* **Supplied records**:
........
use pubquiz::libpubquiz::content::Content;
use pubquiz::libpubquiz::question::Question;
use pubquiz::libpubquiz::quiz::Quiz;
use pubquiz::libpubquiz::round::Round;
use pubquiz::libpubquiz::templates::TemplateSet;

fn trivia_night() -> Quiz {
    Quiz::new(
        "Trivia Night",
        "Quizmaster",
        vec![
            Round::new(
                "Warm-up",
                "Easy ones first",
                vec![Question::new("2+2?", "4"), Question::new("3+3?", "6")],
            ),
            Round::new("Underworked", "", vec![Question::new("Hours in a week?", "168")]),
        ],
    )
}

#[test]
fn build_and_render_from_outside_the_crate() {
    let quiz = trivia_night();
    assert_eq!(quiz.len(), 2);
    assert_eq!(quiz.rounds()[0].description(), "Easy ones first");
    assert!(!quiz.get(0).unwrap().get(0).unwrap().question.as_ref().unwrap().is_file());

    let templates = TemplateSet::builtin();
    let answers = quiz.render_sheets(&templates, true).unwrap();
    assert!(answers.contains(r"\item 2+2? (4)"));
    assert!(answers.contains(r"\item Hours in a week? (168)"));

    let slides = quiz.render_slides(&templates);
    assert!(!slides.contains(r"\textit{168}"));
    assert!(slides.contains(r"\textit{6}"));
}

#[test]
fn shuffle_a_single_round() {
    let mut quiz = trivia_night();
    let before: Vec<String> = quiz.get(0).unwrap().iter().map(|q| q.to_string()).collect();

    quiz.get_mut(0).unwrap().shuffle();

    let mut after: Vec<String> = quiz.get(0).unwrap().iter().map(|q| q.to_string()).collect();
    after.sort();
    let mut expected = before.clone();
    expected.sort();
    assert_eq!(after, expected);
    assert_eq!(quiz.get(1).unwrap().title(), "Underworked");
}

#[test]
fn from_mapping_matches_from_yaml() {
    let yaml = "title: Trivia Night\nauthor: Quizmaster\nrounds:\n  - title: Warm-up\n    questions:\n      - question: 2+2?\n        answer: \"4\"\n";
    let mapping: serde_yaml::Value = serde_yaml::from_str(yaml).unwrap();
    let from_mapping = Quiz::from_mapping(&mapping).unwrap();
    assert_eq!(from_mapping, Quiz::from_yaml_str(yaml).unwrap());
    assert_eq!(from_mapping.get(0).unwrap().questions()[0].answer, Some(Content::Text("4".to_string())));
}
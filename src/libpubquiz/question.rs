use crate::libpubquiz::content::Content;
use serde::Deserialize;
use std::fmt;
use std::path::{Path, PathBuf};

const DEFAULT_PIC_HEIGHT: f64 = 0.6;

fn default_pic_height() -> f64 {
    DEFAULT_PIC_HEIGHT
}

/// Question as written in the quiz document, before any file references are
/// resolved.
#[derive(Deserialize, Debug)]
#[serde(deny_unknown_fields)]
struct QuestionSpec {
    question: Option<String>,
    answer: Option<String>,
    question_pic: Option<PathBuf>,
    #[serde(default = "default_pic_height")]
    question_pic_height: f64,
    question_pic_credit: Option<String>,
    question_slide: Option<String>,
    answer_pic: Option<PathBuf>,
    #[serde(default = "default_pic_height")]
    answer_pic_height: f64,
    answer_pic_credit: Option<String>,
    answer_slide: Option<String>,
}

#[derive(Deserialize, Debug, Clone, PartialEq)]
#[serde(from = "QuestionSpec")]
pub struct Question {
    pub question: Option<Content>,
    pub answer: Option<Content>,
    pub question_pic: Option<PathBuf>,
    pub question_pic_height: f64,
    pub question_pic_credit: Option<String>,
    pub question_slide: Option<Content>,
    pub answer_pic: Option<PathBuf>,
    pub answer_pic_height: f64,
    pub answer_pic_credit: Option<String>,
    pub answer_slide: Option<Content>,
}

impl From<QuestionSpec> for Question {
    fn from(spec: QuestionSpec) -> Self {
        Question {
            question: spec.question.map(Content::resolve),
            answer: spec.answer.map(Content::resolve),
            question_pic: spec.question_pic,
            question_pic_height: spec.question_pic_height,
            question_pic_credit: spec.question_pic_credit,
            question_slide: spec.question_slide.map(Content::resolve),
            answer_pic: spec.answer_pic,
            answer_pic_height: spec.answer_pic_height,
            answer_pic_credit: spec.answer_pic_credit,
            answer_slide: spec.answer_slide.map(Content::resolve),
        }
    }
}

impl Default for Question {
    fn default() -> Self {
        Question {
            question: None,
            answer: None,
            question_pic: None,
            question_pic_height: DEFAULT_PIC_HEIGHT,
            question_pic_credit: None,
            question_slide: None,
            answer_pic: None,
            answer_pic_height: DEFAULT_PIC_HEIGHT,
            answer_pic_credit: None,
            answer_slide: None,
        }
    }
}

/// Heights always carry a decimal point: `0.6`, `1.0`. A YAML height of `1`
/// is printed as `1.0`.
fn format_height(height: f64) -> String {
    format!("{:?}", height)
}

fn graphic(path: &Path, height: f64) -> String {
    format!(
        r"\vspace{{0.5em}}\includegraphics[height={}\paperheight]{{{}}}",
        format_height(height),
        path.display()
    )
}

fn photo_credit(credit: &str) -> String {
    format!(r"\blfootnote{{photo credit: {}}}", credit)
}

fn text_or_empty(content: &Option<Content>) -> String {
    content.as_ref().map(|c| c.to_string()).unwrap_or_default()
}

impl Question {
    pub fn new(question: &str, answer: &str) -> Self {
        Question {
            question: Some(Content::resolve(question.to_string())),
            answer: Some(Content::resolve(answer.to_string())),
            ..Default::default()
        }
    }

    /// Makes relative file references and picture paths absolute against
    /// `base`, for documents compiled somewhere other than where they were
    /// loaded.
    pub fn anchor_paths(&mut self, base: &Path) {
        for content in [
            &mut self.question,
            &mut self.answer,
            &mut self.question_slide,
            &mut self.answer_slide,
        ]
        .into_iter()
        .flatten()
        {
            content.anchor(base);
        }
        for pic in [&mut self.question_pic, &mut self.answer_pic]
            .into_iter()
            .flatten()
        {
            if pic.is_relative() {
                *pic = base.join(&*pic);
            }
        }
    }

    /// Beamer frame for this question, numbered `index`.
    ///
    /// With `with_answer` the frame gets two reveal steps: step 1 shows the
    /// question (and its picture), step 2 brings in the answer picture and
    /// the answer text. A hand-written `question_slide`/`answer_slide`
    /// replaces the whole frame body for its mode.
    pub fn render_slide(&self, index: usize, with_answer: bool) -> String {
        let manual = if with_answer {
            &self.answer_slide
        } else {
            &self.question_slide
        };
        if let Some(slide) = manual {
            return [r"\begin{frame}".to_string(), slide.to_string(), r"\end{frame}".to_string()]
                .join("\n");
        }

        let mut lines: Vec<String> = vec![
            r"\begin{frame}".into(),
            r"\begin{center}".into(),
            r"\Large".into(),
            format!("{}. {}", index, text_or_empty(&self.question)),
        ];

        if let Some(question_pic) = &self.question_pic {
            let pic = graphic(question_pic, self.question_pic_height);
            if let Some(credit) = &self.question_pic_credit {
                lines.push(photo_credit(credit));
            }
            lines.push(r"\\".into());
            if with_answer && self.answer_pic.is_some() {
                lines.push(format!(r"\only<1>{{{}}}", pic));
            } else {
                lines.push(pic);
            }
        }

        if with_answer {
            if let Some(answer_pic) = &self.answer_pic {
                let pic = graphic(answer_pic, self.answer_pic_height);
                // Only printed when the question picture is credited too.
                if self.question_pic_credit.is_some() {
                    if let Some(credit) = &self.answer_pic_credit {
                        lines.push(photo_credit(credit));
                    }
                }
                if self.question_pic.is_some() {
                    lines.push(format!(r"\only<2>{{{}}}", pic));
                } else {
                    lines.push(r"\\".into());
                    lines.push(format!(r"\onslide<2>{{{}}}", pic));
                }
            }
            let after_input = lines.last().is_some_and(|line| line.contains(r"\input"));
            if !after_input {
                lines.push(r"\\".into());
            }
            if let Some(answer) = &self.answer {
                lines.push(format!(
                    r"\onslide<2->{{\vspace{{1em}}\textit{{{}}}}}",
                    answer
                ));
            }
        }

        lines.push(r"\end{center}".into());
        lines.push(r"\end{frame}".into());
        lines.join("\n")
    }
}

/// The "question (answer)" form used on answer sheets.
impl fmt::Display for Question {
    fn fmt(&self, f: &mut fmt::Formatter<'_>) -> fmt::Result {
        write!(
            f,
            "{} ({})",
            text_or_empty(&self.question),
            text_or_empty(&self.answer)
        )
    }
}
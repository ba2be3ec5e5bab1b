use clap::{Parser, Subcommand, ValueEnum};
use colored::Colorize;
use env_logger::Env;
use log::{debug, error, info};
use rand::rngs::StdRng;
use rand::SeedableRng;
use std::env;
use std::fs;
use std::path::{Path, PathBuf};

use pubquiz::libpubquiz::error::Error;
use pubquiz::libpubquiz::quiz::Quiz;
use pubquiz::libpubquiz::templates::{slide_fragments, TemplateSet};

#[derive(Parser, Debug)]
#[command(name = "pubquiz")]
#[command(version, about, long_about = None)]
struct Args {
    #[command(subcommand)]
    command: Commands,

    #[arg(short, long, default_value = "info", global = true)]
    log_level: String,
}

#[derive(Subcommand, Debug)]
enum Commands {
    /// Make a pub quiz from a YAML or JSON file.
    Make {
        #[arg(value_name = "FILE")]
        quiz: PathBuf,
        #[arg(value_enum, default_value = "all")]
        output: Output,
        /// Where the .tex files go. Outside the current directory, relative
        /// picture and input paths are written as absolute paths.
        #[arg(short, long, value_name = "DIR", default_value = ".")]
        output_dir: PathBuf,
        /// Directory with replacements for the built-in LaTeX headers.
        #[arg(short, long, value_name = "DIR")]
        templates: Option<PathBuf>,
        /// Shuffle the questions within each round.
        #[arg(long)]
        shuffle: bool,
        #[arg(long, requires = "shuffle")]
        seed: Option<u64>,
    },
}

#[derive(ValueEnum, Debug, Clone, Copy, PartialEq)]
enum Output {
    QuestionSheets,
    AnswerSheets,
    Slides,
    All,
}

impl Output {
    fn expand(self) -> Vec<Output> {
        match self {
            Output::All => vec![Output::QuestionSheets, Output::AnswerSheets, Output::Slides],
            single => vec![single],
        }
    }

    fn file_name(self) -> &'static str {
        match self {
            Output::QuestionSheets => "question_sheets.tex",
            Output::AnswerSheets => "answer_sheets.tex",
            Output::Slides => "slides.tex",
            Output::All => unreachable!("`All` is expanded before writing"),
        }
    }
}

struct MakeOptions<'a> {
    output: Output,
    output_dir: &'a Path,
    templates: Option<&'a Path>,
    shuffle: bool,
    seed: Option<u64>,
}

fn make(quiz_path: &Path, options: &MakeOptions) -> Result<Vec<PathBuf>, Error> {
    let mut quiz = Quiz::from_path(quiz_path)?;
    if options.shuffle {
        match options.seed {
            Some(seed) => quiz.shuffle_rounds_questions_with(&mut StdRng::seed_from_u64(seed)),
            None => quiz.shuffle_rounds_questions(),
        }
    }

    let templates = match options.templates {
        Some(dir) => TemplateSet::load(dir)?,
        None => TemplateSet::builtin(),
    };

    fs::create_dir_all(options.output_dir)?;
    let here = env::current_dir()?;
    if fs::canonicalize(options.output_dir)? != fs::canonicalize(&here)? {
        info!("[Output] Writing outside {:?}, using absolute paths for pictures and inputs", here);
        quiz.anchor_paths(&here);
    }

    let mut written = Vec::new();
    for output in options.output.expand() {
        let text = match output {
            Output::QuestionSheets => quiz.render_sheets(&templates, false)?,
            Output::AnswerSheets => quiz.render_sheets(&templates, true)?,
            Output::Slides => {
                for (name, path) in slide_fragments(options.output_dir) {
                    templates.ensure_fragment(name, &path)?;
                }
                quiz.render_slides(&templates)
            }
            Output::All => unreachable!("`All` is expanded before writing"),
        };
        let path = options.output_dir.join(output.file_name());
        fs::write(&path, text)?;
        debug!("[Output] {:?} done", output);
        written.push(path);
    }
    Ok(written)
}

fn main() -> Result<(), Error> {
    let args = Args::parse();
    env_logger::Builder::from_env(Env::default().default_filter_or(args.log_level)).init();

    match args.command {
        Commands::Make {
            quiz,
            output,
            output_dir,
            templates,
            shuffle,
            seed,
        } => {
            info!(
                "{}",
                format!("Making {:?} from {:?} into {:?}", output, quiz, output_dir).cyan()
            );
            let options = MakeOptions {
                output,
                output_dir: &output_dir,
                templates: templates.as_deref(),
                shuffle,
                seed,
            };
            match make(&quiz, &options) {
                Ok(written) => {
                    for path in written {
                        println!("{}", format!("Wrote {}", path.display()).green());
                    }
                    Ok(())
                }
                Err(err) => {
                    error!("{}", format!("Could not make the quiz: {}", err).red());
                    Err(err)
                }
            }
        }
    }
}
........
* **Exercise instructions**: Wherever the string "absolute" is found in the entries, copy the line it sits in.

* **Solution below**:
    /// Makes relative file references and picture paths absolute against
        /// picture and input paths are written as absolute paths.
        info!("[Output] Writing outside {:?}, using absolute paths for pictures and inputs", here);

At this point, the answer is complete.